Russian Military Officer Injured in Moscow Car Explosion – Reports
Updated to include Podolyak’s comments.
Law enforcement authorities in Moscow are investigating a car explosion that injured two people on Wednesday, a police spokeswoman said, with Russian media reporting that a senior defense ministry official was targeted in the blast.
Interior Ministry spokeswoman Irina Volk said two people were injured in the explosion at a parking lot on the north side of Moscow. According to her, the blast was caused by a device placed under a vehicle.
“The injured were taken by ambulance to a medical facility,” Volk said in a statement. “Police officers are carrying out a complex of operational search measures aimed at establishing all the circumstances of the incident, as well as detaining persons involved in the carrying out the crime.”
A video shared by news channels on Telegram showed an explosion ripping through an SUV shortly after a man got into the vehicle.
The Kommersant business daily, citing anonymous law enforcement sources, reported that the two people injured in Wednesday’s explosion were GRU military intelligence officer Andrei Torgashev and his wife.
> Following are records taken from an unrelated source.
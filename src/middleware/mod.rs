//! Middleware for the lending API
//!
//! This module provides middleware for request tracing, security headers,
//! callback source validation, and authentication.

pub mod auth;
mod ip_allowlist;
mod security;
mod tracing;

use axum::extract::{ConnectInfo, Request};
use std::net::SocketAddr;

pub use auth::AuthenticatedUser;
pub use ip_allowlist::{callback_allowlist_layer, CallbackAllowlist};
pub use security::security_headers;
pub use tracing::request_tracing;

/// Resolve the caller address: proxy headers first, then the socket peer
pub(crate) fn client_ip<B>(request: &Request<B>) -> Option<String> {
    let forwarded = request
        .headers()
        .get("x-forwarded-for")
        .and_then(|h| h.to_str().ok())
        .and_then(|s| s.split(',').next())
        .map(|s| s.trim().to_string())
        .filter(|s| !s.is_empty());

    forwarded
        .or_else(|| {
            request
                .headers()
                .get("x-real-ip")
                .and_then(|h| h.to_str().ok())
                .map(|s| s.trim().to_string())
        })
        .or_else(|| {
            request
                .extensions()
                .get::<ConnectInfo<SocketAddr>>()
                .map(|ConnectInfo(addr)| addr.ip().to_string())
        })
}
//! Periodic balance inquiries

use std::sync::Arc;

use anyhow::{anyhow, Context, Result};
use tokio_cron_scheduler::{Job, JobScheduler};

use crate::balance::BalanceService;

/// Start a scheduler that requests a balance snapshot for every tenant on `cron`
/// (six fields, seconds first). The returned handle must be kept alive and
/// shut down on exit.
pub async fn start_balance_poller(service: Arc<BalanceService>, cron: &str) -> Result<JobScheduler> {
    let scheduler = JobScheduler::new()
        .await
        .map_err(|e| anyhow!("failed to create scheduler: {:?}", e))?;

    let job = Job::new_async(cron, move |_id, _scheduler| {
        let service = service.clone();
        Box::pin(async move {
            match poll_all_tenants(&service).await {
                Ok(requested) => {
                    tracing::info!(tenants = requested, "Scheduled balance inquiries submitted")
                }
                Err(e) => tracing::error!(error = %e, "Scheduled balance inquiry run failed"),
            }
        })
    })
    .map_err(|e| anyhow!("invalid BALANCE_POLL_CRON '{}': {:?}", cron, e))?;

    scheduler
        .add(job)
        .await
        .map_err(|e| anyhow!("failed to register balance job: {:?}", e))?;
    scheduler
        .start()
        .await
        .map_err(|e| anyhow!("failed to start scheduler: {:?}", e))?;

    tracing::info!(cron = %cron, "Balance poller scheduled");
    Ok(scheduler)
}

/// Request one snapshot per tenant; a failing tenant does not stop the others
pub async fn poll_all_tenants(service: &BalanceService) -> Result<usize> {
    let tenants = service
        .active_tenants()
        .await
        .context("failed to list tenants for balance polling")?;

    let mut requested = 0;
    for tenant_id in tenants {
        match service.request_snapshot(tenant_id).await {
            Ok(_) => requested += 1,
            Err(e) => {
                tracing::warn!(tenant_id = %tenant_id, error = %e, "Balance inquiry failed")
            }
        }
    }

    Ok(requested)
}
//! Authorization for the lending API
//!
//! - Verification of access tokens issued by the identity service
//! - The role capability table

mod jwt;
mod permissions;

pub use jwt::{Claims, Identity, JwtError, TokenVerifier};
pub use permissions::{
    has_permission, validate_capability_table, Action, CapabilityError, Resource, Role,
};

#[cfg(test)]
pub(crate) use jwt::tests as token_fixtures;
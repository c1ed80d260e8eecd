//! Provider transport
//!
//! [`ProviderTransport`] is the seam the disbursement and balance services
//! call through. [`HttpProviderClient`] is the production implementation.

use async_trait::async_trait;
use chrono::{DateTime, Duration, Utc};
use rust_decimal::Decimal;
use thiserror::Error;
use tokio::sync::RwLock;

use super::model::*;
use crate::config::ProviderConfig;

/// Outbound provider call failures, all treated as a synchronous failure of
/// the attempt. After `Timeout` or `Decode` the provider may still have
/// accepted the request; the attempt is released either way.
#[derive(Error, Debug)]
pub enum TransportError {
    #[error("request timed out")]
    Timeout,

    #[error("network error: {0}")]
    Network(String),

    #[error("provider returned HTTP {status}: {body}")]
    Http { status: u16, body: String },

    #[error("provider rejected the request ({code}): {description}")]
    Rejected { code: String, description: String },

    #[error("unreadable provider response: {0}")]
    Decode(String),

    #[error("could not obtain access token: {0}")]
    Auth(String),
}

impl From<reqwest::Error> for TransportError {
    fn from(err: reqwest::Error) -> Self {
        if err.is_timeout() {
            TransportError::Timeout
        } else if err.is_decode() {
            TransportError::Decode(err.to_string())
        } else {
            TransportError::Network(err.to_string())
        }
    }
}

/// Black-box contract of the payment provider
#[async_trait]
pub trait ProviderTransport: Send + Sync {
    async fn initiate_b2c(&self, request: &B2cRequest)
        -> Result<B2cAcknowledgement, TransportError>;

    async fn initiate_balance_inquiry(
        &self,
        request: &BalanceInquiryRequest,
    ) -> Result<BalanceInquiryAcknowledgement, TransportError>;
}

#[derive(Debug, Clone)]
struct CachedToken {
    value: String,
    expires_at: DateTime<Utc>,
}

/// Refresh this long before the provider-declared expiry
const TOKEN_EXPIRY_MARGIN_SECS: i64 = 60;

/// reqwest-backed transport with OAuth client-credentials auth
pub struct HttpProviderClient {
    http: reqwest::Client,
    config: ProviderConfig,
    token: RwLock<Option<CachedToken>>,
}

impl HttpProviderClient {
    pub fn new(config: ProviderConfig) -> Result<Self, TransportError> {
        let http = reqwest::Client::builder()
            .timeout(config.request_timeout)
            .connect_timeout(config.request_timeout)
            .build()
            .map_err(|e| TransportError::Network(e.to_string()))?;

        Ok(Self {
            http,
            config,
            token: RwLock::new(None),
        })
    }

    async fn access_token(&self) -> Result<String, TransportError> {
        if let Some(token) = self.token.read().await.as_ref() {
            if token.expires_at > Utc::now() {
                return Ok(token.value.clone());
            }
        }

        let mut slot = self.token.write().await;
        // Another task may have refreshed while we waited for the lock
        if let Some(token) = slot.as_ref() {
            if token.expires_at > Utc::now() {
                return Ok(token.value.clone());
            }
        }

        let url = format!(
            "{}/oauth/v1/generate?grant_type=client_credentials",
            self.config.base_url
        );
        let response = self
            .http
            .get(&url)
            .basic_auth(&self.config.consumer_key, Some(&self.config.consumer_secret))
            .send()
            .await?;

        let status = response.status();
        if !status.is_success() {
            let body = response.text().await.unwrap_or_default();
            return Err(TransportError::Auth(format!("HTTP {}: {}", status.as_u16(), body)));
        }

        let body: AccessTokenBody = response
            .json()
            .await
            .map_err(|e| TransportError::Auth(e.to_string()))?;
        let ttl = body.expires_in.parse::<i64>().unwrap_or(3599);

        let token = CachedToken {
            value: body.access_token,
            expires_at: Utc::now() + Duration::seconds((ttl - TOKEN_EXPIRY_MARGIN_SECS).max(0)),
        };
        tracing::debug!(expires_at = %token.expires_at, "Refreshed provider access token");

        let value = token.value.clone();
        *slot = Some(token);
        Ok(value)
    }

    async fn post<B: serde::Serialize>(
        &self,
        path: &str,
        body: &B,
    ) -> Result<(u16, AcknowledgementBody), TransportError> {
        let token = self.access_token().await?;
        let url = format!("{}{}", self.config.base_url, path);

        let response = self
            .http
            .post(&url)
            .bearer_auth(token)
            .json(body)
            .send()
            .await?;

        let status = response.status();
        if !status.is_success() {
            let body = response.text().await.unwrap_or_default();
            return Err(TransportError::Http {
                status: status.as_u16(),
                body,
            });
        }

        let ack: AcknowledgementBody = response.json().await?;
        Ok((status.as_u16(), ack))
    }
}

#[async_trait]
impl ProviderTransport for HttpProviderClient {
    async fn initiate_b2c(
        &self,
        request: &B2cRequest,
    ) -> Result<B2cAcknowledgement, TransportError> {
        let body = B2cBody {
            originator_conversation_id: &request.originator_conversation_id,
            initiator_name: &request.initiator_name,
            security_credential: &request.security_credential,
            command_id: "BusinessPayment",
            amount: whole_units(request.amount),
            party_a: &request.short_code,
            party_b: &request.payee_msisdn,
            remarks: &request.remarks,
            queue_timeout_url: &request.timeout_callback_url,
            result_url: &request.result_callback_url,
            occasion: "",
        };

        let (http_status, ack) = self.post("/mpesa/b2c/v3/paymentrequest", &body).await?;

        tracing::info!(
            originator_conversation_id = %request.originator_conversation_id,
            conversation_id = %ack.conversation_id,
            response_code = %ack.response_code,
            "B2C request acknowledged"
        );

        Ok(B2cAcknowledgement {
            http_status,
            conversation_id: ack.conversation_id,
            originator_conversation_id: ack
                .originator_conversation_id
                .unwrap_or_else(|| request.originator_conversation_id.clone()),
            response_code: ack.response_code,
            response_description: ack.response_description,
        })
    }

    async fn initiate_balance_inquiry(
        &self,
        request: &BalanceInquiryRequest,
    ) -> Result<BalanceInquiryAcknowledgement, TransportError> {
        let body = BalanceBody {
            initiator: &request.initiator_name,
            security_credential: &request.security_credential,
            command_id: "AccountBalance",
            party_a: &request.short_code,
            identifier_type: "4",
            remarks: &request.remarks,
            queue_timeout_url: &request.timeout_callback_url,
            result_url: &request.result_callback_url,
        };

        let (http_status, ack) = self.post("/mpesa/accountbalance/v1/query", &body).await?;

        if ack.response_code != "0" {
            return Err(TransportError::Rejected {
                code: ack.response_code,
                description: ack.response_description,
            });
        }

        Ok(BalanceInquiryAcknowledgement {
            http_status,
            conversation_id: ack.conversation_id,
            originator_conversation_id: ack.originator_conversation_id,
        })
    }
}

/// The provider only pays whole currency units
fn whole_units(amount: Decimal) -> String {
    amount.trunc().normalize().to_string()
}
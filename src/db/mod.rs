//! Database connection and pool management
//!
//! The pool is opened once in `main` and handed to every service; there is no
//! process-global handle. `main` closes it with [`close_pool`] after the server
//! has drained.

use sqlx::postgres::{PgPool, PgPoolOptions};
use std::time::Duration;

use crate::config::Config;

const ACQUIRE_TIMEOUT: Duration = Duration::from_secs(5);
const IDLE_TIMEOUT: Duration = Duration::from_secs(600);

/// Database connection error
#[derive(Debug, thiserror::Error)]
pub enum DbError {
    #[error("Failed to connect to database: {0}")]
    ConnectionError(String),

    #[error("Failed to run migrations: {0}")]
    MigrationError(String),

    #[error("Database health check failed: {0}")]
    HealthCheckError(String),
}

/// Pool settings shared by the server and the integration tests
pub fn pool_options(max_connections: u32) -> PgPoolOptions {
    PgPoolOptions::new()
        .max_connections(max_connections.max(1))
        .acquire_timeout(ACQUIRE_TIMEOUT)
        .idle_timeout(IDLE_TIMEOUT)
}

/// Create a database connection pool
pub async fn create_pool(config: &Config) -> Result<PgPool, DbError> {
    tracing::info!(
        database = %config.database_url_masked(),
        max_connections = config.db_max_connections,
        "Connecting to database"
    );

    let pool = pool_options(config.db_max_connections)
        .connect(&config.database_url)
        .await
        .map_err(|e| DbError::ConnectionError(e.to_string()))?;

    tracing::info!("Database connection pool created");

    Ok(pool)
}

/// Run the lending schema migrations
pub async fn run_migrations(pool: &PgPool) -> Result<(), DbError> {
    tracing::info!("Running database migrations");

    sqlx::migrate!("./migrations")
        .run(pool)
        .await
        .map_err(|e| DbError::MigrationError(e.to_string()))?;

    tracing::info!("Database migrations completed");

    Ok(())
}

/// Check database connectivity (for health checks)
pub async fn check_health(pool: &PgPool) -> Result<(), DbError> {
    sqlx::query("SELECT 1")
        .fetch_one(pool)
        .await
        .map_err(|e| DbError::HealthCheckError(e.to_string()))?;

    Ok(())
}

/// Wait for checked-out connections to return, then close the pool
pub async fn close_pool(pool: &PgPool) {
    tracing::info!(
        open_connections = pool.size(),
        idle_connections = pool.num_idle(),
        "Closing database pool"
    );
    pool.close().await;
    tracing::info!("Database pool closed");
}
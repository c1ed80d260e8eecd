//! Loan route definitions

use axum::{
    routing::{get, post},
    Router,
};

use crate::handlers::loan;
use crate::state::AppState;

pub fn loan_routes() -> Router<AppState> {
    Router::new()
        .route("/api/capacity/me", get(loan::get_my_capacity))
        .route("/api/loans", get(loan::list_loans).post(loan::create_loan))
        .route("/api/loans/:id", get(loan::get_loan))
        .route("/api/loans/:id/approve", post(loan::approve_loan))
        .route("/api/loans/:id/reject", post(loan::reject_loan))
        .route("/api/loans/:id/disburse", post(loan::disburse_loan))
        .route("/api/loans/:id/payouts", get(loan::list_loan_payouts))
        .route("/api/loans/:id/audit", get(loan::get_loan_audit))
        .route("/api/payouts/unconfirmed", get(loan::list_unconfirmed_payouts))
}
According to those sources, Torgashev was hospitalized and in critical condition after both of his legs were blown off in the blast.
The Telegram news channel Astra reported that Torgashev serves as deputy chief of a Moscow region-based unit that is part of the Russian Armed Forces’ satellite communications center.
Moscow region broadcaster 360.ru later on Wednesday reported that it had spoken with Torgashev’s wife, who denied that he was injured in the attack and said someone else was inside the vehicle when the bomb went off. It was not immediately possible to verify that report.
Russia’s Investigative Committee, which probes major crimes, announced that it had launched a criminal investigation into Wednesday’s explosion, which, according to reporting by Kommersant, was being treated as attempted murder. The newspaper said police may turn the case into a terrorist investigation.
Ukrainian presidential adviser Mykhailo Podolyak later on Wednesday told independent Russian media that Kyiv “had nothing to do with” the car explosion in Moscow earlier in the day.
“As far as I know, there was a malfunction with the gas equipment in the car,” Podolyak said.
A number of car explosions have rocked Russia since the Kremlin launched the full-scale invasion of Ukraine more than two years ago.
The daughter of conservative Russian ideologue Alexander Dugin was killed in a bomb attack in the summer of 2022, with Moscow laying the blame on Ukraine. And in May 2023, prominent pro-Kremlin writer and Russian nationalist Zakhar Prilepin was injured in a car blast in the Nizhny Novgorod region.